- Theatrical release poster
- Directed by: Daniel Mann
- Screenplay by: Trevor Wallace
- Based on: Journey into Fear 1940 novel by Eric Ambler
- Produced by: Trevor Wallace L. John Creery
- Starring: Sam Waterston Zero Mostel Yvette Mimieux Vincent Price
- Cinematography: Harry Waxman
- Edited by: John McSweeney Jr.
- Music by: Alex North
- Production company: New World Productions
- Distributed by: International Film Distributors (Canada)
- Release date: 8 August 1975 (United States);
- Running time: 100 minutes
- Country: Canada
- Language: English

= Journey into Fear (1975 film) =

1975 film by Daniel Mann

Journey into Fear is a 1975 Canadian thriller film directed by Daniel Mann, and based on the 1940 novel of the same name by Eric Ambler.

It stars Sam Waterston, Zero Mostel, Yvette Mimieux, Vincent Price, Donald Pleasence, Shelley Winters, Stanley Holloway, Joseph Wiseman and Ian McShane.

The film is a remake of Journey into Fear, a 1943 version of the novel starring Orson Welles.

==Plot==
U.S. geologist Graham (Sam Waterston) discovers a rich oil deposit in the mountains of Turkey that creates a dangerous conflict between Turks and Arabs interests.

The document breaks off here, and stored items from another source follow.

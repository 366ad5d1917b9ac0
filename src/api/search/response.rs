// Copyright (c) 2025 Fabstir
// SPDX-License-Identifier: BUSL-1.1
//! Search API response types

use serde::{Deserialize, Serialize};

use crate::search::{NormalizedRecord, SiteResults, SourceId};

/// Response body for GET /api/search
#[derive(Debug, Clone, PartialEq, Serialize, Deserialize)]
pub struct SearchApiResponse {
    /// Effective page
    pub page: usize,
    /// Effective per-site limit
    pub limit: usize,
    /// Records per site, one entry per requested site
    pub results: SiteResults,
}

/// Response body for GET /api/search/:site
#[derive(Debug, Clone, PartialEq, Serialize, Deserialize)]
pub struct SiteSearchResponse {
    pub site: SourceId,
    pub page: usize,
    pub results: Vec<NormalizedRecord>,
}
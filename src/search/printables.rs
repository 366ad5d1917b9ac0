// Copyright (c) 2025 Fabstir
// SPDX-License-Identifier: BUSL-1.1
//! Printables source adapter
//!
//! Queries the public GraphQL endpoint that backs printables.com.

use async_trait::async_trait;
use reqwest::Client;
use serde_json::{json, Value};

use super::client::{fetch_json, url_with_query};
use super::extract::{first_array, first_string, JsonFieldMap};
use super::provider::{page_offset, SourceAdapter};
use super::types::{NormalizedRecord, SourceError, SourceId};

const GRAPHQL_URL: &str = "https://api.printables.com/graphql/";
const SITE_URL: &str = "https://www.printables.com";
const MEDIA_URL: &str = "https://media.printables.com/";

const SEARCH_QUERY: &str = r#"query SearchModels($query: String!, $limit: Int!, $offset: Int!) {
  result: searchPrints2(query: $query, printType: "print", limit: $limit, offset: $offset, ordering: best_match) {
    items { id name slug likesCount downloadCount user { publicUsername handle } image { filePath } }
  }
}"#;

const POPULAR_QUERY: &str = r#"query PopularModels($limit: Int!) {
  result: prints(limit: $limit, offset: 0, ordering: "-likes_count") {
    id name slug likesCount downloadCount user { publicUsername handle } image { filePath }
  }
}"#;

/// Largest offset a GraphQL `Int` can carry
const MAX_OFFSET: usize = i32::MAX as usize;

// Links are built from id/slug and the media path, see `item_record`
const FIELDS: JsonFieldMap = JsonFieldMap {
    title: &["name"],
    creator: &["user.publicUsername", "user.handle"],
    thumbnail: &[],
    url: &[],
    likes: &["likesCount", "likes_count"],
    downloads: &["downloadCount", "download_count"],
};

/// Printables adapter (GraphQL)
pub struct PrintablesAdapter {
    client: Client,
    timeout_ms: u64,
}

impl PrintablesAdapter {
    pub fn new(client: Client, timeout_ms: u64) -> Self {
        Self { client, timeout_ms }
    }

    async fn graphql(&self, query: &str, variables: Value) -> Result<Value, SourceError> {
        let request = self
            .client
            .post(GRAPHQL_URL)
            .header("Origin", SITE_URL)
            .json(&json!({ "query": query, "variables": variables }));

        fetch_json(request, self.timeout_ms).await
    }
}

#[async_trait]
impl SourceAdapter for PrintablesAdapter {
    fn id(&self) -> SourceId {
        SourceId::Printables
    }

    async fn try_search(
        &self,
        query: &str,
        limit: usize,
        page: usize,
    ) -> Result<Vec<NormalizedRecord>, SourceError> {
        let offset = page_offset(page, limit);
        if offset > MAX_OFFSET {
            return Ok(Vec::new());
        }
        let payload = self
            .graphql(
                SEARCH_QUERY,
                json!({ "query": query, "limit": limit, "offset": offset }),
            )
            .await?;
        parse_response(&payload)
    }

    async fn try_popular(&self, limit: usize) -> Result<Vec<NormalizedRecord>, SourceError> {
        let payload = self
            .graphql(POPULAR_QUERY, json!({ "limit": limit }))
            .await?;
        parse_response(&payload)
    }

    fn search_url(&self, query: &str) -> String {
        url_with_query("https://www.printables.com/search/models", &[("q", query)])
    }
}

/// Parse a GraphQL response; `errors` without `data` is a failure
fn parse_response(payload: &Value) -> Result<Vec<NormalizedRecord>, SourceError> {
    let items = match first_array(payload, &["data.result.items", "data.result"]) {
        Some(items) => items,
        None => {
            let reason = first_string(payload, &["errors.0.message"])
                .unwrap_or_else(|| "missing data.result".to_string());
            return Err(SourceError::Parse { reason });
        }
    };

    Ok(items.iter().filter_map(item_record).collect())
}

fn item_record(item: &Value) -> Option<NormalizedRecord> {
    let mut draft = FIELDS.draft(item, SITE_URL);

    let id = first_string(item, &["id"])?;
    draft.url = Some(match first_string(item, &["slug"]) {
        Some(slug) => format!("{}/model/{}-{}", SITE_URL, id, slug),
        None => format!("{}/model/{}", SITE_URL, id),
    });
    draft.thumbnail = first_string(item, &["image.filePath"])
        .map(|path| format!("{}{}", MEDIA_URL, path.trim_start_matches('/')));

    draft.finish(SourceId::Printables)
}
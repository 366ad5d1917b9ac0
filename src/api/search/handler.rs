// Copyright (c) 2025 Fabstir
// SPDX-License-Identifier: BUSL-1.1
//! Search API endpoint handlers

use std::collections::BTreeMap;
use std::sync::Arc;

use axum::{
    extract::{Path, Query, State},
    Json,
};
use tracing::debug;

use super::request::{required, SearchParams, SearchUrlsParams};
use super::response::{SearchApiResponse, SiteSearchResponse};
use crate::api::errors::ApiError;
use crate::api::http_server::AppState;
use crate::search::{AggregateMode, SiteResults, SourceId};

/// GET /api/search - Search every selected site
///
/// # Query
/// - `q`: Search query (required)
/// - `sites`: Comma separated site ids (default: all)
/// - `limit`: Records per site (1-20, default 10)
/// - `page`: One-based page (default 1)
///
/// # Errors
/// - 400 Bad Request: `q` missing or blank
pub async fn search_handler(
    State(state): State<Arc<AppState>>,
    Query(params): Query<SearchParams>,
) -> Result<Json<SearchApiResponse>, ApiError> {
    let query = params.query()?;
    let sites = params.site_ids();
    let limit = state.aggregator.effective_limit(params.requested_limit());
    let page = params.page();
    debug!("Search '{}' on {:?} (limit {}, page {})", query, sites, limit, page);

    let results = state
        .aggregator
        .aggregate(&sites, &AggregateMode::Search { query }, limit, page)
        .await?;

    Ok(Json(SearchApiResponse {
        page,
        limit,
        results,
    }))
}

/// GET /api/search/:site - Search a single site
///
/// # Errors
/// - 400 Bad Request: unknown site (valid ids listed), or `q` missing
pub async fn site_search_handler(
    State(state): State<Arc<AppState>>,
    Path(site): Path<String>,
    Query(params): Query<SearchParams>,
) -> Result<Json<SiteSearchResponse>, ApiError> {
    let source: SourceId = site.parse().map_err(|_| ApiError::unknown_site(&site))?;
    let query = params.query()?;
    let limit = state.aggregator.effective_limit(params.requested_limit());
    let page = params.page();

    let mut results = state
        .aggregator
        .aggregate(&[source], &AggregateMode::Search { query }, limit, page)
        .await?;

    Ok(Json(SiteSearchResponse {
        site: source,
        page,
        results: results.remove(&source).unwrap_or_default(),
    }))
}

/// GET /api/popular - Cached popular listings per site
pub async fn popular_handler(
    State(state): State<Arc<AppState>>,
    Query(params): Query<SearchParams>,
) -> Json<SiteResults> {
    let results = state
        .popular
        .get_or_fetch(&params.site_ids(), params.requested_limit())
        .await;
    Json(results)
}

/// GET /api/search-urls - Deep links to each site's own search page
pub async fn search_urls_handler(
    State(state): State<Arc<AppState>>,
    Query(params): Query<SearchUrlsParams>,
) -> Result<Json<BTreeMap<SourceId, String>>, ApiError> {
    let query = required(params.q.as_deref(), "q")?;
    Ok(Json(state.aggregator.search_urls(&query)))
}
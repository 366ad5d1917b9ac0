// Copyright (c) 2025 Fabstir
// SPDX-License-Identifier: BUSL-1.1
use anyhow::Result;
use clap::Parser;
use printhunt::{
    api::{start_server, AppState},
    cli::Cli,
    config::AppConfig,
};
use std::{env, sync::Arc};
use tracing::info;

#[tokio::main]
async fn main() -> Result<()> {
    dotenv::dotenv().ok();

    // Initialize tracing subscriber for logging
    if env::var("RUST_LOG").is_err() {
        env::set_var("RUST_LOG", "info");
    }
    tracing_subscriber::fmt::init();

    let cli = Cli::parse();
    let mut config = AppConfig::from_env()?;
    cli.apply(&mut config);
    config.validate()?;
    let addr = config.listen_addr()?;

    info!(
        "Starting {} (timeout {}s, popular TTL {}s, image TTL {}s, thingiverse API: {})",
        printhunt::version::get_version_string(),
        config.search.upstream_timeout_secs,
        config.search.popular_cache_ttl_secs,
        config.image.cache_ttl_secs,
        if config.search.thingiverse_api_token.is_some() {
            "enabled"
        } else {
            "disabled"
        }
    );

    let state = Arc::new(AppState::from_config(&config)?);
    start_server(state, addr).await
}
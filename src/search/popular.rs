// Copyright (c) 2025 Fabstir
// SPDX-License-Identifier: BUSL-1.1
//! Popular-results cache
//!
//! Memoizes popular listings per (site set, limit) so repeated home page
//! loads do not hit the upstream sites.

use std::sync::Arc;
use std::time::Duration;

use tracing::debug;

use super::cache::{CacheStats, Clock, SystemClock, TtlCache};
use super::service::Aggregator;
use super::types::{AggregateMode, SiteResults, SourceId};

/// TTL cache in front of popular-mode aggregation
pub struct PopularCache {
    aggregator: Arc<Aggregator>,
    cache: TtlCache<String, SiteResults>,
}

impl PopularCache {
    pub fn new(aggregator: Arc<Aggregator>, ttl: Duration) -> Self {
        Self::with_clock(aggregator, ttl, Arc::new(SystemClock))
    }

    pub fn with_clock(aggregator: Arc<Aggregator>, ttl: Duration, clock: Arc<dyn Clock>) -> Self {
        Self {
            aggregator,
            cache: TtlCache::with_clock(ttl, clock),
        }
    }

    /// Cached popular listing for the given sites
    ///
    /// A live entry is returned as stored; otherwise the adapters run in
    /// popular mode and the result replaces the entry. Concurrent misses on
    /// the same key may both fetch.
    pub async fn get_or_fetch(&self, site_ids: &[SourceId], limit: usize) -> SiteResults {
        let limit = self.aggregator.effective_limit(limit);
        let key = cache_key(site_ids, limit);

        if let Some(results) = self.cache.get(key.as_str()) {
            debug!("Popular cache hit for {}", key);
            return results;
        }
        debug!("Popular cache miss for {}", key);

        // Popular mode never fails validation
        let results = self
            .aggregator
            .aggregate(site_ids, &AggregateMode::Popular, limit, 1)
            .await
            .unwrap_or_default();

        self.cache.put(key, results.clone());
        results
    }

    pub fn stats(&self) -> CacheStats {
        self.cache.stats()
    }

    pub fn clear(&self) {
        self.cache.clear();
    }
}

/// `"printables,thingiverse|5"`: sorted, deduplicated ids then the limit
pub fn cache_key(site_ids: &[SourceId], limit: usize) -> String {
    let mut ids: Vec<&str> = site_ids.iter().map(SourceId::as_str).collect();
    ids.sort_unstable();
    ids.dedup();
    format!("{}|{}", ids.join(","), limit)
}
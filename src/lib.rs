// Copyright (c) 2025 Fabstir
// SPDX-License-Identifier: BUSL-1.1
pub mod api;
pub mod cli;
pub mod config;
pub mod image;
pub mod search;
pub mod version;

// Re-export main types
pub use api::{create_app, AppState};
pub use config::{AppConfig, ConfigError};
pub use image::{ImageFetcher, ImageProxy, ImageProxyConfig};
pub use search::{Aggregator, NormalizedRecord, PopularCache, SourceAdapter, SourceId};
use std::path::PathBuf;

use anyhow::Context;
use clap::{Parser, Subcommand};
use tracing_subscriber::{
    fmt::writer::BoxMakeWriter, layer::SubscriberExt, util::SubscriberInitExt, EnvFilter,
};

use progress_board::{
    client::{ProgressClient, Source},
    config::BoardConfig,
    dashboard::Dashboard,
    page::{Control, Page},
    server,
};

#[derive(Parser)]
#[command(name = "pboard")]
#[command(about = "Render the project progress dashboard")]
struct Cli {
    #[command(subcommand)]
    command: Option<Commands>,
}

#[derive(Subcommand)]
enum Commands {
    /// Render the dashboard once to a file or stdout
    Render {
        /// URL or file path of the progress document
        #[arg(short, long)]
        source: Option<String>,

        /// Status filter: all, todo, inprogress, done or blocked
        #[arg(long, default_value = "all")]
        status: String,

        /// Free-text filter over the status table
        #[arg(short, long, default_value = "")]
        q: String,

        /// Output file (stdout when omitted)
        #[arg(short, long)]
        out: Option<PathBuf>,
    },
    /// Serve the dashboard over HTTP
    Serve {
        /// URL or file path of the progress document
        #[arg(short, long)]
        source: Option<String>,

        /// Port for HTTP
        #[arg(short, long)]
        port: Option<u16>,
    },
}

const DEFAULT_LOG_FILTER: &str = "progress_board=debug,tower_http=debug";

/// Install the log subscriber. When the rendered page is written to stdout the logs move to
/// stderr, so `pboard render > board.html` produces a clean document.
fn init_tracing(page_on_stdout: bool) {
    let filter = EnvFilter::try_from_default_env()
        .unwrap_or_else(|_| EnvFilter::new(DEFAULT_LOG_FILTER));
    let writer = if page_on_stdout {
        BoxMakeWriter::new(std::io::stderr)
    } else {
        BoxMakeWriter::new(std::io::stdout)
    };

    tracing_subscriber::registry()
        .with(filter)
        .with(tracing_subscriber::fmt::layer().with_writer(writer))
        .init();
}

fn apply_source(config: BoardConfig, source: Option<String>) -> BoardConfig {
    match source {
        Some(raw) => config.with_source(Source::parse(&raw)),
        None => config,
    }
}

async fn render(
    config: BoardConfig,
    status: &str,
    q: &str,
    out: Option<PathBuf>,
) -> anyhow::Result<()> {
    let dashboard = Dashboard::new(ProgressClient::new(), config.source);
    let mut page = Page::new(config.title);
    page.status_filter = Some(Control::new(status));
    page.query = Some(Control::new(q));

    dashboard.start(&mut page).await;

    let html = page.to_html();
    match out {
        Some(path) => {
            tokio::fs::write(&path, html)
                .await
                .with_context(|| format!("Failed to write {}", path.display()))?;
            tracing::info!("Wrote dashboard to {}", path.display());
        }
        None => print!("{}", html),
    }
    Ok(())
}

async fn serve(config: BoardConfig) -> anyhow::Result<()> {
    let port = config.port;
    tracing::info!("Serving progress from {}", config.source);

    let dashboard = Dashboard::new(ProgressClient::new(), config.source);
    let app = server::create_router(dashboard, config.title);

    let listener = tokio::net::TcpListener::bind(format!("127.0.0.1:{}", port))
        .await
        .with_context(|| format!("Failed to bind port {}", port))?;
    tracing::info!("Progress board listening on http://127.0.0.1:{}", port);

    axum::serve(listener, app).await?;
    Ok(())
}

#[tokio::main]
async fn main() -> anyhow::Result<()> {
    let cli = Cli::parse();

    let page_on_stdout = match &cli.command {
        Some(Commands::Render { out, .. }) => out.is_none(),
        Some(Commands::Serve { .. }) => false,
        None => true,
    };
    init_tracing(page_on_stdout);

    let config = BoardConfig::from_env();

    match cli.command {
        Some(Commands::Render {
            source,
            status,
            q,
            out,
        }) => render(apply_source(config, source), &status, &q, out).await?,
        Some(Commands::Serve { source, port }) => {
            let config = apply_source(config, source);
            let config = match port {
                Some(port) => config.with_port(port),
                None => config,
            };
            serve(config).await?;
        }
        // Default: render to stdout with no filter
        None => render(config, "all", "", None).await?,
    }

    Ok(())
}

His life suddenly in peril, Graham tries to escape aboard a boat with the assistance of a Mr. Kupelkin of the Turkish embassy. The passengers he encounters include a singer, Josette, who may also be a prostitute; and a bickering couple, Mr. and Mrs. Mathews. All the while, Graham becomes aware that someone on board is determined to kill him.

==Cast==
- Sam Waterston as Graham
- Zero Mostel as Kupelkin
- Yvette Mimieux as Josette
- Scott Marlowe as Jose
- Ian McShane as Banat
- Vincent Price as Dervos
- Donald Pleasence as Kuvelti
- Shelley Winters as Mrs. Mathews
- Stanley Holloway as Mr. Mathews
- Jackie Cooper as Hurst
- Joseph Wiseman as Col. Haki

==Critical reception==
TV Guide wrote, "this version was shot all over Europe with well-known guest artists who ought to have known better, and directed by Mann who has done much better."

==Trivia==
Majority of filming and setting took place onboard the 1950 built vessel Spalmatori Seaman - IMO:5211707.

==Influence==
"Journey into Fear: Pilot's Quarters 1 and 2" (2001), an art installation by Stan Douglas "was inspired by the 1975 Daniel Mann film Journey into Fear," writes Rachel Taylor on the Tate website, "one of the first major films to be shot on location in Vancouver. Mann’s film a remake of the 1942 film of the same name directed by Norman Foster, which was based on the 1940 novel by Eric Ambler.
Douglas’ video, like the two Hollywood films, is set on a container ship. Two characters based on Graham and Möller discuss and argue; Möller tries to convince Graham to delay a container en route to Vancouver, an act that would destabilize shares in a particular Asian contractor, leaving the company's shares vulnerable to an aggressive takeover. These scenes, which form the majority of the video, take place in the ship's pilots quarters.
The diptych presents views of the sets used for filming these scenes. Both photographs show the sets from a distance, exposing the sound stage in which they are situated. The sets are empty of people but lights and microphones are visible. Both images show the cabin with a ‘fourth wall’ removed to allow filming take place. In Pilot's Quarters 2 the cabin is seen from behind the pilot's bed, while in Pilot's Quarters 1 the bed is seen on the left side of the room.
Douglas’ practice has always included photography as a source and inspiration for his filmmaking as well as an art form in itself. The large scale images of the set serve to highlight the artifice of filmmaking, laying bare the techniques involved in film-making."